(Beginning of DATA FOR THIS EXERCISE)
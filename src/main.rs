// src/main.rs
mod collectors;
mod extractors;
mod storage;
mod tables;
mod utils;
mod validate;
mod volby;

use clap::error::ErrorKind;
use clap::Parser;
use std::path::PathBuf;
use std::process::ExitCode;
use std::time::Duration;
use url::Url;
use utils::AppError;
use volby::models::{self, ScrapeConfig};
use volby::VolbyClient;

/// Scrapes 2017 Czech parliamentary election results of one district into a CSV file
#[derive(Parser, Debug)]
#[command(author, version, about, long_about = None)]
struct Args {
    /// District page URL (the "Výběr obce" link of the district)
    district_url: String,

    /// Output CSV file, e.g. vysledky_prostejov.csv
    output_file: String,

    /// Landing page listing all districts
    #[arg(long, env = "VOLBY_HOME_URL", default_value = models::DEFAULT_HOME_URL)]
    home_url: String,

    /// Base URL that district links resolve against
    #[arg(long, env = "VOLBY_BASE_URL", default_value = models::DEFAULT_BASE_URL)]
    base_url: String,

    /// Pause after every municipality request, in milliseconds
    #[arg(long, env = "VOLBY_REQUEST_DELAY_MS", default_value_t = models::DEFAULT_REQUEST_DELAY_MS)]
    request_delay_ms: u64,

    /// HTTP timeout in seconds
    #[arg(long, env = "VOLBY_TIMEOUT_SECS", default_value_t = models::DEFAULT_TIMEOUT_SECS)]
    timeout_secs: u64,
}

impl Args {
    fn scrape_config(&self) -> ScrapeConfig {
        ScrapeConfig {
            home_url: self.home_url.clone(),
            base_url: self.base_url.clone(),
            request_delay: Duration::from_millis(self.request_delay_ms),
            timeout: Duration::from_secs(self.timeout_secs),
        }
    }
}

#[tokio::main]
async fn main() -> ExitCode {
    // 1. Setup Logging (reads RUST_LOG env var)
    utils::logging::setup_logging();

    // 2. Parse CLI Arguments
    let args = match Args::try_parse() {
        Ok(args) => args,
        Err(e) => {
            let _ = e.print();
            let code = cli_exit_code(&e);
            if code == ExitCode::FAILURE {
                eprintln!("Usage: volby_scraper <DISTRICT_URL> \"<OUTPUT_FILE.csv>\"");
            }
            return code;
        }
    };
    tracing::debug!("Starting with args: {:?}", args);

    let result = run(&args).await;
    match &result {
        Ok(path) => println!("File has been saved successfully as:\n {}", path.display()),
        Err(e) => {
            tracing::debug!("Run failed: {:?}", e);
            eprintln!("Error: {}", e);
        }
    }
    exit_code(&result)
}

/// `--help` and `--version` succeed; any other argument error is a usage error.
fn cli_exit_code(error: &clap::Error) -> ExitCode {
    match error.kind() {
        ErrorKind::DisplayHelp | ErrorKind::DisplayVersion => ExitCode::SUCCESS,
        _ => ExitCode::FAILURE,
    }
}

fn exit_code(result: &Result<PathBuf, AppError>) -> ExitCode {
    match result {
        Ok(_) => ExitCode::SUCCESS,
        Err(_) => ExitCode::FAILURE,
    }
}

async fn run(args: &Args) -> Result<PathBuf, AppError> {
    let config = args.scrape_config();
    let base_url = Url::parse(&config.base_url)
        .map_err(|e| AppError::Config(format!("invalid base URL '{}': {}", config.base_url, e)))?;
    let client = VolbyClient::new(&config)?;

    // 3. Load the list of all districts for validation
    let home = client.fetch_document(&config.home_url).await
        .ok_or_else(|| AppError::Unreachable(config.home_url.clone()))?;
    let districts = extractors::build_district_index(&home, &base_url);
    tracing::info!("Loaded {} districts", districts.len());

    validate::validate_user_input(&args.district_url, &args.output_file, &districts)?;
    validate::ensure_listed(&args.district_url, &districts)?;

    // 4. Load the municipalities of the district
    println!("Loading list of district units...Please wait, processing may take several seconds.");
    let district_url = Url::parse(&args.district_url)
        .map_err(|e| AppError::Config(format!("invalid district URL '{}': {}", args.district_url, e)))?;
    let district_page = client.fetch_document(district_url.as_str()).await
        .ok_or_else(|| AppError::Unreachable(args.district_url.clone()))?;
    let units = extractors::extract_units(&district_page, &district_url);
    if units.is_empty() {
        tracing::warn!("No district units found on {}", district_url);
    } else {
        tracing::info!("Found {} district units", units.len());
    }

    // 5. Collect both tables, then merge and save
    let turnout = collectors::collect_turnout(&client, &units).await;
    let parties = collectors::collect_party_results(&client, &units).await;
    tracing::info!(
        "Collected turnout for {} units, party results for {} units",
        turnout.rows.len(), parties.rows.len()
    );

    let merged = tables::merge_tables(&turnout, &parties)?;
    let path = storage::save_table_csv(&merged, &args.output_file)?;

    Ok(path)
}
(End of DATA FOR THIS EXERCISE)
• YOUR GOAL: Output the entire listing exactly as it appears above.

• TASK OUTPUT:
filename src/main.rs
// src/main.rs
mod collectors;
mod extractors;
mod storage;
mod tables;
mod utils;
mod validate;
mod volby;

use clap::error::ErrorKind;
use clap::Parser;
use std::path::PathBuf;
use std::process::ExitCode;
use std::time::Duration;
use url::Url;
use utils::AppError;
use volby::models::{self, ScrapeConfig};
use volby::VolbyClient;

/// Scrapes 2017 Czech parliamentary election results of one district into a CSV file
#[derive(Parser, Debug)]
#[command(author, version, about, long_about = None)]
struct Args {
    /// District page URL (the "Výběr obce" link of the district)
    district_url: String,

    /// Output CSV file, e.g. vysledky_prostejov.csv
    output_file: String,

    /// Landing page listing all districts
    #[arg(long, env = "VOLBY_HOME_URL", default_value = models::DEFAULT_HOME_URL)]
    home_url: String,

    /// Base URL that district links resolve against
    #[arg(long, env = "VOLBY_BASE_URL", default_value = models::DEFAULT_BASE_URL)]
    base_url: String,

    /// Pause after every municipality request, in milliseconds
    #[arg(long, env = "VOLBY_REQUEST_DELAY_MS", default_value_t = models::DEFAULT_REQUEST_DELAY_MS)]
    request_delay_ms: u64,

    /// HTTP timeout in seconds
    #[arg(long, env = "VOLBY_TIMEOUT_SECS", default_value_t = models::DEFAULT_TIMEOUT_SECS)]
    timeout_secs: u64,
}

impl Args {
    fn scrape_config(&self) -> ScrapeConfig {
        ScrapeConfig {
            home_url: self.home_url.clone(),
            base_url: self.base_url.clone(),
            request_delay: Duration::from_millis(self.request_delay_ms),
            timeout: Duration::from_secs(self.timeout_secs),
        }
    }
}

#[tokio::main]
async fn main() -> ExitCode {
    // 1. Setup Logging (reads RUST_LOG env var)
    utils::logging::setup_logging();

    // 2. Parse CLI Arguments
    let args = match Args::try_parse() {
        Ok(args) => args,
        Err(e) => {
            let _ = e.print();
            let code = cli_exit_code(&e);
            if code == ExitCode::FAILURE {
                eprintln!("Usage: volby_scraper <DISTRICT_URL> \"<OUTPUT_FILE.csv>\"");
            }
            return code;
        }
    };
    tracing::debug!("Starting with args: {:?}", args);

    let result = run(&args).await;
    match &result {
        Ok(path) => println!("File has been saved successfully as:\n {}", path.display()),
        Err(e) => {
            tracing::debug!("Run failed: {:?}", e);
            eprintln!("Error: {}", e);
        }
    }
    exit_code(&result)
}

/// `--help` and `--version` succeed; any other argument error is a usage error.
fn cli_exit_code(error: &clap::Error) -> ExitCode {
    match error.kind() {
        ErrorKind::DisplayHelp | ErrorKind::DisplayVersion => ExitCode::SUCCESS,
        _ => ExitCode::FAILURE,
    }
}

fn exit_code(result: &Result<PathBuf, AppError>) -> ExitCode {
    match result {
        Ok(_) => ExitCode::SUCCESS,
        Err(_) => ExitCode::FAILURE,
    }
}

async fn run(args: &Args) -> Result<PathBuf, AppError> {
    let config = args.scrape_config();
    let base_url = Url::parse(&config.base_url)
        .map_err(|e| AppError::Config(format!("invalid base URL '{}': {}", config.base_url, e)))?;
    let client = VolbyClient::new(&config)?;

    // 3. Load the list of all districts for validation
    let home = client.fetch_document(&config.home_url).await
        .ok_or_else(|| AppError::Unreachable(config.home_url.clone()))?;
    let districts = extractors::build_district_index(&home, &base_url);
    tracing::info!("Loaded {} districts", districts.len());

    validate::validate_user_input(&args.district_url, &args.output_file, &districts)?;
    validate::ensure_listed(&args.district_url, &districts)?;

    // 4. Load the municipalities of the district
    println!("Loading list of district units...Please wait, processing may take several seconds.");
    let district_url = Url::parse(&args.district_url)
        .map_err(|e| AppError::Config(format!("invalid district URL '{}': {}", args.district_url, e)))?;
    let district_page = client.fetch_document(district_url.as_str()).await
        .ok_or_else(|| AppError::Unreachable(args.district_url.clone()))?;
    let units = extractors::extract_units(&district_page, &district_url);
    if units.is_empty() {
        tracing::warn!("No district units found on {}", district_url);
    } else {
        tracing::info!("Found {} district units", units.len());
    }

    // 5. Collect both tables, then merge and save
    let turnout = collectors::collect_turnout(&client, &units).await;
    let parties = collectors::collect_party_results(&client, &units).await;
    tracing::info!(
        "Collected turnout for {} units, party results for {} units",
        turnout.rows.len(), parties.rows.len()
    );

    let merged = tables::merge_tables(&turnout, &parties)?;
    let path = storage::save_table_csv(&merged, &args.output_file)?;

    Ok(path)
}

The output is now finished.